Task to complete –
Wherever a line holds the word "AtomicUsize", copy that line from the data.

Collected data
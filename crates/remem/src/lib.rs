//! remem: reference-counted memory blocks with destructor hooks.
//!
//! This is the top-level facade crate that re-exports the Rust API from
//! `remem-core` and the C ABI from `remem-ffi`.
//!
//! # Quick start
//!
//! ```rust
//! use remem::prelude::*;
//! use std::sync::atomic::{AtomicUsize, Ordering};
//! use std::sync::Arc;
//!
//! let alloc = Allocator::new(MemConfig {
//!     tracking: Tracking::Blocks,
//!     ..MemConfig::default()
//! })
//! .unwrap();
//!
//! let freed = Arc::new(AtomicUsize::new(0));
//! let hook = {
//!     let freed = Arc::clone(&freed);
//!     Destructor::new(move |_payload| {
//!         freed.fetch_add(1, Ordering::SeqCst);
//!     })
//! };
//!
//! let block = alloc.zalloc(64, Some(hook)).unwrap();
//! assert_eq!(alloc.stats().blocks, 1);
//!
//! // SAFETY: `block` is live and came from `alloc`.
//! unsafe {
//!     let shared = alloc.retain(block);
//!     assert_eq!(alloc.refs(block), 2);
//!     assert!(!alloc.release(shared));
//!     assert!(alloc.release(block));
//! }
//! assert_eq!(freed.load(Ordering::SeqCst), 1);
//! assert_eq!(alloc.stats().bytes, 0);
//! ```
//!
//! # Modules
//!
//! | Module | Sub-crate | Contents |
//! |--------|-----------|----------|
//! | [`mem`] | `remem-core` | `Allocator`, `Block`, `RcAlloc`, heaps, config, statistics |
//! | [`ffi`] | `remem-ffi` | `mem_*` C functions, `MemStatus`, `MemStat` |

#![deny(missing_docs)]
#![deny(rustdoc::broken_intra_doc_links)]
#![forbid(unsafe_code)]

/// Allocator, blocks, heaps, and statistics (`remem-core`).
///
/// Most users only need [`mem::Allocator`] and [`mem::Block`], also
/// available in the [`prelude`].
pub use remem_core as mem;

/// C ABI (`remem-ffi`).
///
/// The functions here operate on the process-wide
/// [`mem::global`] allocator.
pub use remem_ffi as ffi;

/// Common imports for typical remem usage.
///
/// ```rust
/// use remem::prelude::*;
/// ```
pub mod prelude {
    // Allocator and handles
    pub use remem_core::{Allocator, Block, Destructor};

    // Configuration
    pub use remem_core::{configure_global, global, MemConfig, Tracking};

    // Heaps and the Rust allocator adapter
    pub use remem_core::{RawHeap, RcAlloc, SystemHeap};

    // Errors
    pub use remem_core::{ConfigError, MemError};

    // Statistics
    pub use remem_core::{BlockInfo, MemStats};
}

---

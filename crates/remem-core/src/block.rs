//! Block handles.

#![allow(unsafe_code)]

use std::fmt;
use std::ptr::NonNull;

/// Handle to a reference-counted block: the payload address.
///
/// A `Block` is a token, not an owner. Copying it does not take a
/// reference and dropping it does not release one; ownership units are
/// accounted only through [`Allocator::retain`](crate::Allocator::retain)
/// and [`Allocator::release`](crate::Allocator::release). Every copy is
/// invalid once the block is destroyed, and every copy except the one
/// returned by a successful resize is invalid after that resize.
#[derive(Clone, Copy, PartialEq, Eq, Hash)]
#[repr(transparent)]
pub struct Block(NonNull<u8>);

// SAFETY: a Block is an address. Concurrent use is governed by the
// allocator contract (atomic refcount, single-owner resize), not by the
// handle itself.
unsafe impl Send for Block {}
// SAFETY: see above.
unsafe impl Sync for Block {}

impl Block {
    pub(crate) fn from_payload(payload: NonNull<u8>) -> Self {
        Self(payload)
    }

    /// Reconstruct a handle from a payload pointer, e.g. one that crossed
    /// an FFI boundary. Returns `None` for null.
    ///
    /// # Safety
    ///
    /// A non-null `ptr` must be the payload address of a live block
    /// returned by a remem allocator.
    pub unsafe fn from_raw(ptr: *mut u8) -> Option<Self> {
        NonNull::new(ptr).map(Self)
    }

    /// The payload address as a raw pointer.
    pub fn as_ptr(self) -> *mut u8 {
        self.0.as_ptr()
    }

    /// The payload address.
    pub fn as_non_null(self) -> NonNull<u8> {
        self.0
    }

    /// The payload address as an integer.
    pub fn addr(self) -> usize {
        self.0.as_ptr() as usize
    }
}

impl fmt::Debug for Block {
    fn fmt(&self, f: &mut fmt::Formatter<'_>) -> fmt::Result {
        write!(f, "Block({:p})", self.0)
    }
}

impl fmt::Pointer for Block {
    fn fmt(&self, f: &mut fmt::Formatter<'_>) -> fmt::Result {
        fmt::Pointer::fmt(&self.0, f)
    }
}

Exercise response –
//! use std::sync::atomic::{AtomicUsize, Ordering};
//! let freed = Arc::new(AtomicUsize::new(0));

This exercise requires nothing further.